Sur sa demande reconventionnelle pour procédure abusive, elle soutient que la SCI est de mauvaise foi ainsi qu'il ressort du chiffrage exorbitant des réparations et qu'elle a fait preuve de légèreté blâmable en ne faisant pas les démarches auprès de son assureur pour être indemnisée.

*

Par conclusions du 29 mai 2021, la SCI EME demande la confirmation du jugement déféré et, à titre subsidiaire, le débouté des demandes de l'appelante et sa condamnation à lui payer une somme de 2 500 euros au titre de l'article 700 du code de procédure civile, outre les dépens 'de l'instance'.

Elle fait valoir que :

- les critiques du jugement concernant les devis de 18 852 euros (STMI Concept) et 19 200 euros (Ektal) sont vaines, le motif concernant les factures produites par elle étant suffisant,

- c'est dans le cadre de l'expertise amiable contradictoire qu'avaient été présentés ces devis,

- les devis d'un montant moindre présentés par la société adverse ont été établis à la demande de cette dernière par des sociétés habituelles de son réseau, si bien qu'ils ne reflètent pas la réalité du marché du fait de tarifs préférentiels,

- le devis Baumgarten ne couvre pas l'intégralité de son préjudice (pas de BAES anti-panique, ni de télécommande BAES) et ne distingue pas la main d'oeuvre,

- la marque Ledvance, sur la base de laquelle l'appelante propose un calcul, ne correspond pas à celle des luminaires qu'elle a du acquérir, le nombre de luminaires remplacés est de 48, et non 44, et elle omet dans son calcul la main d'oeuvre et les frais annexes,

- le fait qu'elle aurait nécessairement changé ses luminaires est sans emport, dans la mesure où l'intégralité de son préjudice doit être réparée de sorte que le remboursement de sa facture est de droit,

- c'est également en vain que l'appelante se fonde sur le chiffrage de 4 858 euros HT retenu par l'expert amiable, puisque celui-ci rappelle que les dommages sur l'installation électrique des bureaux et sur la climatisation n'ont pas été retenus, si bien que ce chiffrage ne reflète pas l'intégralité des dommages subis, ce qui explique que son gérant n'ait pas signé le procès-verbal,

- elle a fait établir un devis complémentaire le 20 septembre 2017 pour 'la réfection des luminaires restant' non pris en compte dans la facture, concernant une partie non encore louée lors du sinistre.

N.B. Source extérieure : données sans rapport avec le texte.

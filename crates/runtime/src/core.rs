//! The composition root plugins interact with: configuration, store, event
//! bus, and background runner, plus a late-bound reference to the plugin
//! registry so plugins can enumerate their peers.

use std::sync::atomic::{AtomicBool, Ordering};
use std::sync::{Arc, OnceLock, Weak};

use tracing::info;

use holocene_bus::EventBus;
use holocene_runner::BackgroundRunner;
use holocene_store::{Store, StoreError};

use crate::config::Config;
use crate::registry::PluginRegistry;

pub struct Core {
    pub config: Arc<Config>,
    pub store: Store,
    pub bus: Arc<EventBus>,
    pub runner: Arc<BackgroundRunner>,
    /// Set once right after the registry is constructed; weak so the
    /// registry (which holds the core) does not keep itself alive.
    registry: OnceLock<Weak<PluginRegistry>>,
    shutdown_done: AtomicBool,
}

impl Core {
    /// Open the store under the configured data directory and assemble the
    /// core services.
    pub async fn new(config: Config) -> Result<Arc<Self>, StoreError> {
        tokio::fs::create_dir_all(&config.data_dir).await.ok();
        let store = Store::open(&config.db_path()).await?;
        Ok(Self::with_store(config, store))
    }

    /// Assemble the core around an existing store. Tests use this with an
    /// in-memory store.
    #[must_use]
    pub fn with_store(config: Config, store: Store) -> Arc<Self> {
        let core = Arc::new(Self {
            config: Arc::new(config),
            store,
            bus: Arc::new(EventBus::default()),
            runner: BackgroundRunner::new(BackgroundRunner::DEFAULT_WORKERS),
            registry: OnceLock::new(),
            shutdown_done: AtomicBool::new(false),
        });
        info!("core initialized");
        core
    }

    /// Wire in the registry back-reference. Called exactly once by the
    /// daemon right after registry construction.
    pub fn set_registry(&self, registry: &Arc<PluginRegistry>) {
        let _ = self.registry.set(Arc::downgrade(registry));
    }

    /// The plugin registry, if already wired and still alive.
    #[must_use]
    pub fn registry(&self) -> Option<Arc<PluginRegistry>> {
        self.registry.get().and_then(Weak::upgrade)
    }

    /// Stop the runner and close the store. Idempotent; plugin teardown is
    /// the registry's job and happens before this.
    pub async fn shutdown(&self) {
        if self.shutdown_done.swap(true, Ordering::SeqCst) {
            return;
        }
        info!("shutting down core");
        self.runner.shutdown().await;
        self.store.close().await;
        info!("core shutdown complete");
    }
}
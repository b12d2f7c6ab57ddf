//! Bounded worker pool for short background tasks.
//!
//! Plugins and API handlers submit fire-and-forget units of work here instead
//! of spawning unbounded tasks. A fixed set of worker tasks drains a shared
//! queue; success and error callbacks run on the worker that executed the
//! task. On shutdown the pool refuses new submissions and drains in-flight
//! work within a bounded budget, then abandons stragglers.

use std::future::Future;
use std::pin::Pin;
use std::sync::Arc;
use std::time::Duration;

use thiserror::Error;
use tokio::sync::{Mutex, mpsc, oneshot};
use tokio::task::JoinHandle;
use tracing::{debug, error, info, warn};

/// Errors surfaced by the runner itself (not by submitted tasks).
#[derive(Debug, Error)]
pub enum RunnerError {
    /// The runner is shutting down and no longer accepts work.
    #[error("runner is closed")]
    Closed,

    /// The task was abandoned before producing a result.
    #[error("task abandoned during shutdown")]
    Abandoned,
}

type BoxedTask = Pin<Box<dyn Future<Output = Result<(), String>> + Send>>;

struct Job {
    task: BoxedTask,
    on_success: Option<Box<dyn FnOnce() + Send>>,
    on_error: Option<Box<dyn FnOnce(String) + Send>>,
    done: oneshot::Sender<Result<(), String>>,
}

/// Handle returned by [`BackgroundRunner::submit`], awaitable for join.
pub struct TaskHandle {
    done: oneshot::Receiver<Result<(), String>>,
}

impl TaskHandle {
    /// Wait for the task to finish. Returns the task's own result, or
    /// [`RunnerError::Abandoned`] if shutdown dropped it first.
    pub async fn join(self) -> Result<Result<(), String>, RunnerError> {
        self.done.await.map_err(|_| RunnerError::Abandoned)
    }
}

/// Fixed-size pool of worker tasks fed by an mpsc queue.
pub struct BackgroundRunner {
    /// Taken (dropped) on shutdown so workers observe a closed queue.
    tx: std::sync::Mutex<Option<mpsc::Sender<Job>>>,
    workers: Mutex<Vec<JoinHandle<()>>>,
    drain_budget: Duration,
}

impl BackgroundRunner {
    pub const DEFAULT_WORKERS: usize = 4;
    pub const DEFAULT_DRAIN_BUDGET: Duration = Duration::from_secs(5);

    #[must_use]
    pub fn new(workers: usize) -> Arc<Self> {
        Self::with_drain_budget(workers, Self::DEFAULT_DRAIN_BUDGET)
    }

    #[must_use]
    pub fn with_drain_budget(workers: usize, drain_budget: Duration) -> Arc<Self> {
        let workers = workers.max(1);
        // Queue depth scales with the pool so submissions rarely block.
        let (tx, rx) = mpsc::channel::<Job>(workers * 16);
        let rx = Arc::new(Mutex::new(rx));

        let handles = (0..workers)
            .map(|index| {
                let rx = Arc::clone(&rx);
                tokio::spawn(async move {
                    loop {
                        let job = {
                            let mut rx = rx.lock().await;
                            rx.recv().await
                        };
                        let Some(job) = job else {
                            debug!(worker = index, "runner worker exiting");
                            break;
                        };
                        run_job(job).await;
                    }
                })
            })
            .collect();

        Arc::new(Self {
            tx: std::sync::Mutex::new(Some(tx)),
            workers: Mutex::new(handles),
            drain_budget,
        })
    }

    /// Schedule a unit of work. `on_success`/`on_error` run on the worker
    /// after the task completes. The returned handle may be awaited to join
    /// the task; dropping it is fine for fire-and-forget use.
    pub async fn submit<F>(
        &self,
        task: F,
        on_success: Option<Box<dyn FnOnce() + Send>>,
        on_error: Option<Box<dyn FnOnce(String) + Send>>,
    ) -> Result<TaskHandle, RunnerError>
    where
        F: Future<Output = Result<(), String>> + Send + 'static,
    {
        let tx = {
            let guard = self.tx.lock().expect("runner lock poisoned");
            guard.clone().ok_or(RunnerError::Closed)?
        };

        let (done_tx, done_rx) = oneshot::channel();
        let job = Job {
            task: Box::pin(task),
            on_success,
            on_error,
            done: done_tx,
        };

        tx.send(job).await.map_err(|_| RunnerError::Closed)?;
        Ok(TaskHandle { done: done_rx })
    }

    /// Stop accepting work and drain in-flight tasks. Dropping the sender
    /// closes the queue; each worker finishes what is queued and exits. Every
    /// worker gets the drain budget to do so; workers still running after
    /// that are abandoned. Idempotent.
    pub async fn shutdown(&self) {
        let closed = {
            let mut guard = self.tx.lock().expect("runner lock poisoned");
            guard.take().is_none()
        };
        if closed {
            return;
        }
        info!("background runner shutting down");

        let handles: Vec<JoinHandle<()>> = {
            let mut workers = self.workers.lock().await;
            workers.drain(..).collect()
        };

        for (index, handle) in handles.into_iter().enumerate() {
            match tokio::time::timeout(self.drain_budget, handle).await {
                Ok(Ok(())) => {}
                Ok(Err(e)) => error!(worker = index, error = %e, "runner worker panicked"),
                Err(_) => {
                    warn!(worker = index, "runner worker exceeded drain budget, abandoning");
                }
            }
        }
        info!("background runner stopped");
    }
}

async fn run_job(job: Job) {
    let result = job.task.await;
    match &result {
        Ok(()) => {
            if let Some(cb) = job.on_success {
                cb();
            }
        }
        Err(e) => {
            error!(error = %e, "background task failed");
            if let Some(cb) = job.on_error {
                cb(e.clone());
            }
        }
    }
    // Receiver may have been dropped by a fire-and-forget caller.
    let _ = job.done.send(result);
}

Elle conteste la demande reconventionnelle alors que l'appelante n'a formulé aucune offre d'indemnisation pendant plus de deux ans, bien qu'en possession du rapport du cabinet TEXA, se contentant d'exposer être dans l'attente du recours subrogatoire de son assureur.

*

L'instruction de l'affaire a été clôturée par ordonnance en date du 4 janvier 2022.

MOTIFS

La SCI ne demande pas l'infirmation du jugement déféré en ce qu'il a rejeté une partie de ses demandes. Il sera donc statué dans cette limite.

Sur le préjudice subi au titre des dommages électriques

La SCI n'ayant pas elle-même signé le procès-verbal établi le 13 décembre 2016 de constatations relatives notamment à l'évaluation des dommages, mais seulement l'expert du cabinet Texa mandaté par son assureur, elle n'est pas liée par l'évaluation des dommages qui y figurent.

En revanche, la société ES l'ayant signé, elle ne peut revenir sur le nombre de luminaires à fournir (48 et non 44), ayant par sa signature - précédée uniquement de la réserve suivante : 'le remboursement se fera vétusté déduite' - donné son accord à cette description des dommages.

La société ES admet elle-même un prix HT de 110 euros pour un luminaire étanche pour hall industriel (supérieur à celui de 66 euros HT retenu par l'expert en valeur à neuf), soit pour 48 luminaires, un montant de 5 280 HT euros, en ce qui concerne la seule fourniture de ces luminaires ; elle justifie de la pertinence de ce prix, notamment au regard du prix public pratiqué par le fabricant Ledvance (109,85), sans se référer au prix inférieur qui lui était proposé compte tenu d'un contrat conclu entre eux. Il n'est pas non plus inférieur au prix retenu par le devis Ektal, produit par la SCI elle-même à l'expert lors des discussions ayant précédé l'évaluation des dommages, qui est de 96,62 euros HT pour chacun des 48 luminaires.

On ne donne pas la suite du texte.